Bevor es den Ort ihrer Kindheit nicht mehr gibt, weil er dem Braunkohletagebau zum Opfer fallen wird, besucht Anna (Anna Grisebach) noch ein Mal dieses einst so idyllische Fleckchen Erde in der Lausitz, vor allem, weil ihr wesentlich jüngerer Freund Stefan (Vladimir Bulakov) sehen wollte, wo und wie sie groß geworden ist. Gesellschaft an diesem Wochenende im Grünen leisten den beiden Annas Jugendfreund Bernd (Benno Fürmann) und dessen langjähriger Lebenspartner Marc (Kai Ivo Baulitz). Doch so unbeschwert, wie sich die vier das vorgestellt haben, werden die gemeinsamen Stunden nicht. Anna hatte Stefan nie davon erzählt, dass er mit Bernd vier Jahre zusammen war, bevor er Marc kennenlernte und seine Vorliebe für Männer entdeckte. Und es scheint wieder zu knistern zwischen den beiden. Aber auch Marc und Stefan scheinen Gefallen aneinander zu finden. Oder bildet sich das Anna alles nur ein? Jedenfalls nimmt sie dieser Ausflug in die Vergangenheit seelisch ziemlich mit. Offenbar ist sie nicht schuldlos an dem Selbstmord eines jungen Mannes, der sich an ihren Freund Bernd heranzumachen versuchte und wenig später Selbstmord beging. Es ist immer wieder Marc, der nicht nur in dieser Wunde bohrt. Und wenn Anna es auch nicht zugeben würde, so wird sie doch von Eifersucht, tiefen Verlustängsten und Traumata geplagt.
„Florian Gottschick kreiert einen originellen Mix aus mystischer Verklärung und moderner Psychoanalyse, unwirklich-magischer Sommernachtsstimmung und greifbarer sexueller Spannung. Er stellt subtile Andeutungen neben überdeutliche Erklärungen, wobei ihm das überzeugende Darstellerquartett mit viel Flexibilität folgt. „Nachthelle“ ist so etwas wie eine cineastische Therapiesitzung, in der verdrängte Schuld und Beziehungsängste in mal frivol-sommerlichem, mal mysteriösem Ambiente zur Sprache kommen.“ (Ulf Lepelmeier, Filmstarts)

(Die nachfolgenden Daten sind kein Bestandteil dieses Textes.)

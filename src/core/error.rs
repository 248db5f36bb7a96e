//! Error types for ESPOS
//!
//! Uses Rust's Result pattern. Each variant carries the negative errno value
//! C callers of the layer expect, so `code()` is a plain cast.

use core::fmt;

/// Abstraction layer error type
#[derive(Debug, Clone, Copy, PartialEq, Eq)]
#[cfg_attr(feature = "defmt", derive(defmt::Format))]
#[repr(i32)]
pub enum EsposError {
    /// Missing or empty parameter, zero size, stale handle or unknown option
    InvalidArgument = -22,
    /// Kernel object or bookkeeping allocation failed
    OutOfMemory = -12,
    /// The wait elapsed before the condition occurred
    Timeout = -116,
    /// Task-context-only operation called from an interrupt handler
    CalledFromIsr = -4,
    /// Caller does not hold the mutex
    PermissionDenied = -1,
    /// Semaphore already at its maximum count
    ResourceBusy = -11,
    /// The kernel refused the request
    Canceled = -140,
    /// Operation not provided by this kernel
    NotSupported = -134,
}

/// Result type alias for ESPOS operations
pub type EsposResult<T> = Result<T, EsposError>;

impl EsposError {
    /// Negative errno value of this error
    #[inline]
    pub const fn code(self) -> i32 {
        self as i32
    }

    /// Map a status code back to an error; `0` and unknown codes give `None`
    pub const fn from_code(code: i32) -> Option<Self> {
        match code {
            -22 => Some(EsposError::InvalidArgument),
            -12 => Some(EsposError::OutOfMemory),
            -116 => Some(EsposError::Timeout),
            -4 => Some(EsposError::CalledFromIsr),
            -1 => Some(EsposError::PermissionDenied),
            -11 => Some(EsposError::ResourceBusy),
            -140 => Some(EsposError::Canceled),
            -134 => Some(EsposError::NotSupported),
            _ => None,
        }
    }
}

impl fmt::Display for EsposError {
    fn fmt(&self, f: &mut fmt::Formatter<'_>) -> fmt::Result {
        let msg = match self {
            EsposError::InvalidArgument => "invalid argument",
            EsposError::OutOfMemory => "out of memory",
            EsposError::Timeout => "timed out",
            EsposError::CalledFromIsr => "not allowed in interrupt context",
            EsposError::PermissionDenied => "caller does not hold the mutex",
            EsposError::ResourceBusy => "resource busy",
            EsposError::Canceled => "canceled by the kernel",
            EsposError::NotSupported => "not supported",
        };
        f.write_str(msg)
    }
}

/// Status code of a result: `0` on success, the negative errno otherwise
#[inline]
pub fn status_code<T>(result: &EsposResult<T>) -> i32 {
    match result {
        Ok(_) => 0,
        Err(e) => e.code(),
    }
}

Was als luftiges Beziehungsdrama beginnt, nimmt bald schon düstere Züge an und gibt zu erkennen, dass hier mehr als nur amouröse Bäumchen-wechsel-dich-Spielchen zu erwarten sind. „Nachthelle“, der top besetzte Diplomfilm von Florian Gottschick, dockt eindrucksvoll an beim Mystery- und Thriller-Genre, bedient sich dezent der Erotik seiner liebeshungrigen Charaktere und legt seine weibliche Hauptfigur auf die Couch. Der Freund ihrer Jugendliebe, ein anerkannter Psychoanalytiker, bringt das im Schlussdrittel des Films dramaturgisch eindrucksvoll genutzte Motiv der Aufspaltung einer Persönlichkeit in Ich und Doppel-Ich bereits früh zur Sprache. Und so hetzt die von Schuldgefühlen und Verlustangst geplagte Heimkehrerin durch die Vergangenheit, den deutschen Wald und ihr Unterbewusstsein.

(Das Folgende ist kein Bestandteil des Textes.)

//! Unit tests for core ESPOS modules
//!
//! These tests need no kernel: errors, option types, configuration and
//! tick conversion.

#[cfg(test)]
mod error_tests {
    use espos::error::{status_code, EsposError, EsposResult};

    #[test]
    fn test_error_codes() {
        assert_eq!(EsposError::InvalidArgument.code(), -22);
        assert_eq!(EsposError::OutOfMemory.code(), -12);
        assert_eq!(EsposError::Timeout.code(), -116);
        assert_eq!(EsposError::CalledFromIsr.code(), -4);
        assert_eq!(EsposError::PermissionDenied.code(), -1);
        assert_eq!(EsposError::ResourceBusy.code(), -11);
        assert_eq!(EsposError::Canceled.code(), -140);
        assert_eq!(EsposError::NotSupported.code(), -134);
    }

    #[test]
    fn test_from_code() {
        for e in [
            EsposError::InvalidArgument,
            EsposError::OutOfMemory,
            EsposError::Timeout,
            EsposError::CalledFromIsr,
            EsposError::PermissionDenied,
            EsposError::ResourceBusy,
            EsposError::Canceled,
            EsposError::NotSupported,
        ] {
            assert_eq!(EsposError::from_code(e.code()), Some(e));
        }
        assert_eq!(EsposError::from_code(0), None);
        assert_eq!(EsposError::from_code(-9999), None);
    }

    #[test]
    fn test_status_code() {
        let ok: EsposResult<u32> = Ok(3);
        let err: EsposResult<u32> = Err(EsposError::Timeout);
        assert_eq!(status_code(&ok), 0);
        assert_eq!(status_code(&err), -116);
    }

    #[test]
    fn test_error_display() {
        let msg = format!("{}", EsposError::CalledFromIsr);
        assert!(msg.contains("interrupt"));
        assert_eq!(format!("{:?}", EsposError::Timeout), "Timeout");
    }
}

#[cfg(test)]
mod types_tests {
    use espos::error::EsposError;
    use espos::types::*;

    #[test]
    fn test_mutex_type_from_raw() {
        assert_eq!(MutexType::from_raw(0), Ok(MutexType::Normal));
        assert_eq!(MutexType::from_raw(1), Ok(MutexType::Recursive));
        assert_eq!(MutexType::from_raw(2), Err(EsposError::InvalidArgument));
    }

    #[test]
    fn test_queue_options_from_raw() {
        assert_eq!(QueuePos::from_raw(0), Ok(QueuePos::Front));
        assert_eq!(QueuePos::from_raw(1), Ok(QueuePos::Back));
        assert!(QueuePos::from_raw(7).is_err());

        assert_eq!(SendMode::from_raw(1), Ok(SendMode::Overwrite));
        assert!(SendMode::from_raw(2).is_err());

        assert_eq!(RecvMode::from_raw(1), Ok(RecvMode::Peek));
        assert!(RecvMode::from_raw(2).is_err());
    }

    #[test]
    fn test_timer_options() {
        assert_eq!(TimerOpt::AUTO_RUN, TimerOpt::AUTO_RELOAD | TimerOpt::AUTO_START);
        assert!(TimerOpt::NO_AUTO_RUN.is_empty());
        assert_eq!(TimerOpt::from_raw(3), Ok(TimerOpt::AUTO_RUN));
        assert_eq!(TimerOpt::from_raw(0), Ok(TimerOpt::NO_AUTO_RUN));
        assert_eq!(TimerOpt::from_raw(4), Err(EsposError::InvalidArgument));
    }

    #[test]
    fn test_timer_change_from_raw() {
        assert_eq!(TimerChange::from_raw(0), Ok(TimerChange::Period));
        assert_eq!(TimerChange::from_raw(1), Ok(TimerChange::OneShot));
        assert_eq!(TimerChange::from_raw(2), Ok(TimerChange::AutoReload));
        assert!(TimerChange::from_raw(3).is_err());
    }

    #[test]
    fn test_irq_state() {
        assert!(IrqState::ENABLED.was_enabled());
        assert!(!IrqState::MASKED.was_enabled());
        assert_eq!(IrqState::from_enabled(true), IrqState::ENABLED);
    }

    #[test]
    fn test_obj_none_is_never_a_handle() {
        assert_eq!(OBJ_NONE, 0);
        assert!(espos::TaskHandle::from_raw(OBJ_NONE).is_none());
        assert!(espos::QueueHandle::from_raw(OBJ_NONE).is_none());
        // index without a generation
        assert!(espos::SemHandle::from_raw(5).is_none());
    }
}

#[cfg(test)]
mod config_tests {
    use espos::config::*;

    #[test]
    fn test_config_values() {
        assert!(CFG_PROCESSORS_NUM >= 1);
        assert!(CFG_MAX_PRIORITIES > 1);
        assert_eq!(CFG_TICK_RATE_HZ, 100);
        assert_eq!(CFG_NO_DELAY, 0);
        assert_eq!(CFG_MAX_DELAY, u32::MAX);
        assert!(CFG_TASK_NAME_LEN > 1);
    }
}

#[cfg(test)]
mod time_tests {
    use espos::time::{ms_to_ticks, ticks_to_ms};

    #[test]
    fn test_ms_to_ticks_rounds_up() {
        assert_eq!(ms_to_ticks(0), 0);
        assert_eq!(ms_to_ticks(1), 1);
        assert_eq!(ms_to_ticks(10), 1);
        assert_eq!(ms_to_ticks(11), 2);
        assert_eq!(ms_to_ticks(1000), 100);
    }

    #[test]
    fn test_ms_to_ticks_large_values() {
        assert_eq!(ms_to_ticks(u32::MAX), 429_496_730);
        assert!(ms_to_ticks(u32::MAX) < u32::MAX);
    }

    #[test]
    fn test_ticks_to_ms() {
        assert_eq!(ticks_to_ms(0), 0);
        assert_eq!(ticks_to_ms(1), 10);
        assert_eq!(ticks_to_ms(100), 1000);
        assert_eq!(ticks_to_ms(u32::MAX), u32::MAX);
    }
}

Anfangs noch werden Träume gedeutet, später wird der Traum selbst filmische Wirklichkeit. Anna kehrt in Situationen der letzten Tage zurück, nimmt plötzlich andere Dinge wahr, blickt tiefer, ob in die Realität oder in ihre eigene Psyche, das beantwortet der Film selten eindeutig. Das entspricht ganz Gottschicks Intention: „Ich gebe keine Lösungen vor“, betont er, „jeder Zuschauer wird diesen Film mit seiner eigenen Lebenserfahrung verstehen.“ Die angestrebte „Offenheit“ entbindet ihn aber nicht davon, seiner Geschichte eine konsequente Erzählhaltung zu geben. Diese aber ist einfach zu ungenau, bleibt nebulös und lädt allenfalls zu Spekulationen ein. Fazit: Ein Freilicht-Kammerspiel vor morbider Kulisse. Ein spannender, sorgfältig inszenierter Beziehungspsychotrip, der zwar nicht in die menschliche Tiefe seiner Figuren eindringt, dafür aber umso wirkungsvoller filmisch dramatisierte Traumata visualisiert.